=== Problem to solve ===
Each line below is to be written out once more, precisely as given.

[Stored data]

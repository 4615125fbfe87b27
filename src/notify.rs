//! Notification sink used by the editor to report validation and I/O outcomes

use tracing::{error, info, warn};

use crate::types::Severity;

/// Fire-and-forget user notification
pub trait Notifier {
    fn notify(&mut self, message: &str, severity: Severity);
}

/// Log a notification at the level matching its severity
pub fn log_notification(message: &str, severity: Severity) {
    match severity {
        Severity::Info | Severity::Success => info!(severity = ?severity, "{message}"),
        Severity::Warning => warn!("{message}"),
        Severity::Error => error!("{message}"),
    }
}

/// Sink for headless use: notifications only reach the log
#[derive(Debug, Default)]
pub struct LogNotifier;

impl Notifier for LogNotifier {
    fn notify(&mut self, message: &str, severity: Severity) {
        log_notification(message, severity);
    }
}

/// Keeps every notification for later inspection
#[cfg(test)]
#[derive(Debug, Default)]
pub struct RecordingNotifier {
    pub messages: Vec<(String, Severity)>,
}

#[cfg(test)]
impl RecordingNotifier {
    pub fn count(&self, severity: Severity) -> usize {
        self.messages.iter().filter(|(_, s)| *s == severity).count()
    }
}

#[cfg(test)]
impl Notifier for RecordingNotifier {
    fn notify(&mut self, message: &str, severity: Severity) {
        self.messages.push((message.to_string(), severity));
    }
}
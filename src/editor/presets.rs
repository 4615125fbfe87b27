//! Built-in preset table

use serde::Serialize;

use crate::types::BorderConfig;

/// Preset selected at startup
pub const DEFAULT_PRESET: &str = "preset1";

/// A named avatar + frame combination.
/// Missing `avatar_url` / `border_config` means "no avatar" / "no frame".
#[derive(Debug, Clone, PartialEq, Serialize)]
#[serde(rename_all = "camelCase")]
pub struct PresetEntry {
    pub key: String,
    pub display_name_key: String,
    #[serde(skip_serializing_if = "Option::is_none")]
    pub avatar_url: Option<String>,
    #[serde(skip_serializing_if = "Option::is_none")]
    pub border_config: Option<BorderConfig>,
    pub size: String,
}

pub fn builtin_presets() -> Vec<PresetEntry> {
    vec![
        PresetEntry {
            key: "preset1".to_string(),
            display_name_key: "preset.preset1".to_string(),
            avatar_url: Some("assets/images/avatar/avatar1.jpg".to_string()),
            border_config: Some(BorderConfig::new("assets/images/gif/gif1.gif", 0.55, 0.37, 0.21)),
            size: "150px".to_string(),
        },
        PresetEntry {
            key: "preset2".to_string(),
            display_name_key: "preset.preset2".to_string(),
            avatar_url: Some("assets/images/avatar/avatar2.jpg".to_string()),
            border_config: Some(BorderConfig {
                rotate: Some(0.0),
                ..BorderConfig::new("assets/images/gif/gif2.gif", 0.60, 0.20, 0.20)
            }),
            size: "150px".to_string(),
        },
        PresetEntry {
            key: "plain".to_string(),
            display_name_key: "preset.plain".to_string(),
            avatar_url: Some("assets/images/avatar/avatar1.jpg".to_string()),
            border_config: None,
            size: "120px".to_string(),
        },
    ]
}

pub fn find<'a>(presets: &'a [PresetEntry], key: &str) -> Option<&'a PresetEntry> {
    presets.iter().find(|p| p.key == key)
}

=== Completed exercise ===
repository 4615125fbfe87b27
filename src/notify.rs
//! Notification sink used by the editor to report validation and I/O outcomes

use tracing::{error, info, warn};

use crate::types::Severity;

/// Fire-and-forget user notification
pub trait Notifier {
    fn notify(&mut self, message: &str, severity: Severity);
}

/// Log a notification at the level matching its severity
pub fn log_notification(message: &str, severity: Severity) {
    match severity {
        Severity::Info | Severity::Success => info!(severity = ?severity, "{message}"),
        Severity::Warning => warn!("{message}"),
        Severity::Error => error!("{message}"),
    }
}

/// Sink for headless use: notifications only reach the log
#[derive(Debug, Default)]
pub struct LogNotifier;

impl Notifier for LogNotifier {
    fn notify(&mut self, message: &str, severity: Severity) {
        log_notification(message, severity);
    }
}

/// Keeps every notification for later inspection
#[cfg(test)]
#[derive(Debug, Default)]
pub struct RecordingNotifier {
    pub messages: Vec<(String, Severity)>,
}

#[cfg(test)]
impl RecordingNotifier {
    pub fn count(&self, severity: Severity) -> usize {
        self.messages.iter().filter(|(_, s)| *s == severity).count()
    }
}

#[cfg(test)]
impl Notifier for RecordingNotifier {
    fn notify(&mut self, message: &str, severity: Severity) {
        self.messages.push((message.to_string(), severity));
    }
}
filename src/editor/presets.rs
repository 4615125fbfe87b27
//! Built-in preset table

use serde::Serialize;

use crate::types::BorderConfig;

/// Preset selected at startup
pub const DEFAULT_PRESET: &str = "preset1";

/// A named avatar + frame combination.
/// Missing `avatar_url` / `border_config` means "no avatar" / "no frame".
#[derive(Debug, Clone, PartialEq, Serialize)]
#[serde(rename_all = "camelCase")]
pub struct PresetEntry {
    pub key: String,
    pub display_name_key: String,
    #[serde(skip_serializing_if = "Option::is_none")]
    pub avatar_url: Option<String>,
    #[serde(skip_serializing_if = "Option::is_none")]
    pub border_config: Option<BorderConfig>,
    pub size: String,
}

pub fn builtin_presets() -> Vec<PresetEntry> {
    vec![
        PresetEntry {
            key: "preset1".to_string(),
            display_name_key: "preset.preset1".to_string(),
            avatar_url: Some("assets/images/avatar/avatar1.jpg".to_string()),
            border_config: Some(BorderConfig::new("assets/images/gif/gif1.gif", 0.55, 0.37, 0.21)),
            size: "150px".to_string(),
        },
        PresetEntry {
            key: "preset2".to_string(),
            display_name_key: "preset.preset2".to_string(),
            avatar_url: Some("assets/images/avatar/avatar2.jpg".to_string()),
            border_config: Some(BorderConfig {
                rotate: Some(0.0),
                ..BorderConfig::new("assets/images/gif/gif2.gif", 0.60, 0.20, 0.20)
            }),
            size: "150px".to_string(),
        },
        PresetEntry {
            key: "plain".to_string(),
            display_name_key: "preset.plain".to_string(),
            avatar_url: Some("assets/images/avatar/avatar1.jpg".to_string()),
            border_config: None,
            size: "120px".to_string(),
        },
    ]
}

pub fn find<'a>(presets: &'a [PresetEntry], key: &str) -> Option<&'a PresetEntry> {
    presets.iter().find(|p| p.key == key)
}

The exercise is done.